What to do
Copy whichever lines of the data hold the word "usize".

Start of Provided material

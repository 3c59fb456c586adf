use crate::error::ResponseError;
use crate::host::Host;
use crate::league::{classify_response, value_to_string, JobKind, JobTransport, LeagueResponse};
use crate::logging::debug_message;
use crate::types::TeamColor;
use serde::{Deserialize, Deserializer};
use serde_json::Value;
use std::collections::HashMap;

/// League team label per stable identity. Lives for the whole process.
#[derive(Debug, Default)]
pub struct TeamNameCache {
    labels: HashMap<String, String>,
}

impl TeamNameCache {
    pub fn lookup(&self, identity: &str) -> String {
        self.labels.get(identity).cloned().unwrap_or_default()
    }

    pub fn update(&mut self, identity: &str, label: &str) {
        self.labels.insert(identity.to_string(), label.trim().to_string());
    }

}

#[derive(Debug, Deserialize)]
#[serde(rename_all = "camelCase")]
struct TeamNamesResponse {
    team_names: Vec<TeamNameEntry>,
}

#[derive(Debug, Deserialize)]
struct TeamNameEntry {
    #[serde(alias = "identity", deserialize_with = "identity_from_value")]
    bzid: String,
    #[serde(default)]
    team: Option<String>,
}

// The league sends identities as strings or bare numbers.
fn identity_from_value<'de, D>(deserializer: D) -> Result<String, D::Error>
where
    D: Deserializer<'de>,
{
    let value = Value::deserialize(deserializer)?;
    value_to_string(&value)
        .ok_or_else(|| serde::de::Error::custom(format!("identity must be a string or number, got {value}")))
}

/// Asks the league which team each player belongs to and caches the answers.
#[derive(Debug)]
pub struct TeamNameResolver {
    cache: TeamNameCache,
    debug_level: u8,
}

impl TeamNameResolver {
    pub fn new(debug_level: u8) -> Self {
        TeamNameResolver {
            cache: TeamNameCache::default(),
            debug_level,
        }
    }

    pub fn cache(&self) -> &TeamNameCache {
        &self.cache
    }

    pub fn lookup(&self, identity: &str) -> String {
        self.cache.lookup(identity)
    }

    /// Queues a league query for one player. Unverified players are skipped.
    pub fn request_refresh(&self, transport: &mut dyn JobTransport, callsign: &str, identity: &str) -> bool {
        if identity.trim().is_empty() {
            return false;
        }
        debug_message(self.debug_level, format_args!("Getting team name for {callsign}..."));
        let body = team_name_query_body(&[identity]);
        transport.dispatch(
            JobKind::TeamNameQuery {
                identities: vec![identity.to_string()],
            },
            body,
        );
        true
    }

    /// Queues a query for every connected member of `color`.
    pub fn request_refresh_for_team(
        &self,
        host: &dyn Host,
        transport: &mut dyn JobTransport,
        color: TeamColor,
    ) -> usize {
        let mut sent = 0;
        for player in host.list_players().iter().filter(|player| player.team == color) {
            if self.request_refresh(transport, &player.callsign, &player.identity) {
                sent += 1;
            }
        }
        sent
    }

    /// Applies a league answer to a team name query. Returns how many labels
    /// were written. JSON answers must be `{"teamNames":[...]}`; plain text is
    /// only accepted as the label of a single queried identity.
    pub fn apply_response(&mut self, identities: &[String], body: &str) -> Result<usize, ResponseError> {
        let value = match classify_response(body)? {
            LeagueResponse::Structured(value) => value,
            LeagueResponse::Text(text) => {
                return match identities {
                    [identity] if !text.contains('\n') => {
                        self.cache.update(identity, &text);
                        Ok(1)
                    }
                    _ => Err(ResponseError::Unexpected(text.chars().take(80).collect())),
                };
            }
        };
        if !value.get("teamNames").is_some_and(Value::is_array) {
            return Err(ResponseError::Unexpected(value.to_string().chars().take(80).collect()));
        }
        let parsed: TeamNamesResponse = serde_json::from_value(value)?;
        let mut updated = 0;
        for entry in parsed.team_names {
            if !identities.iter().any(|id| *id == entry.bzid) {
                continue;
            }
            self.cache.update(&entry.bzid, entry.team.as_deref().unwrap_or(""));
            updated += 1;
        }
        Ok(updated)
    }
}

pub fn team_name_query_body(identities: &[&str]) -> String {
    let players = identities
        .iter()
        .map(|id| urlencoding::encode(id).into_owned())
        .collect::<Vec<_>>()
        .join(",");
    format!("query=teamNameQuery&teamPlayers={players}")
}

End of Provided material

Response for this exercise
    ) -> usize {
    pub fn apply_response(&mut self, identities: &[String], body: &str) -> Result<usize, ResponseError> {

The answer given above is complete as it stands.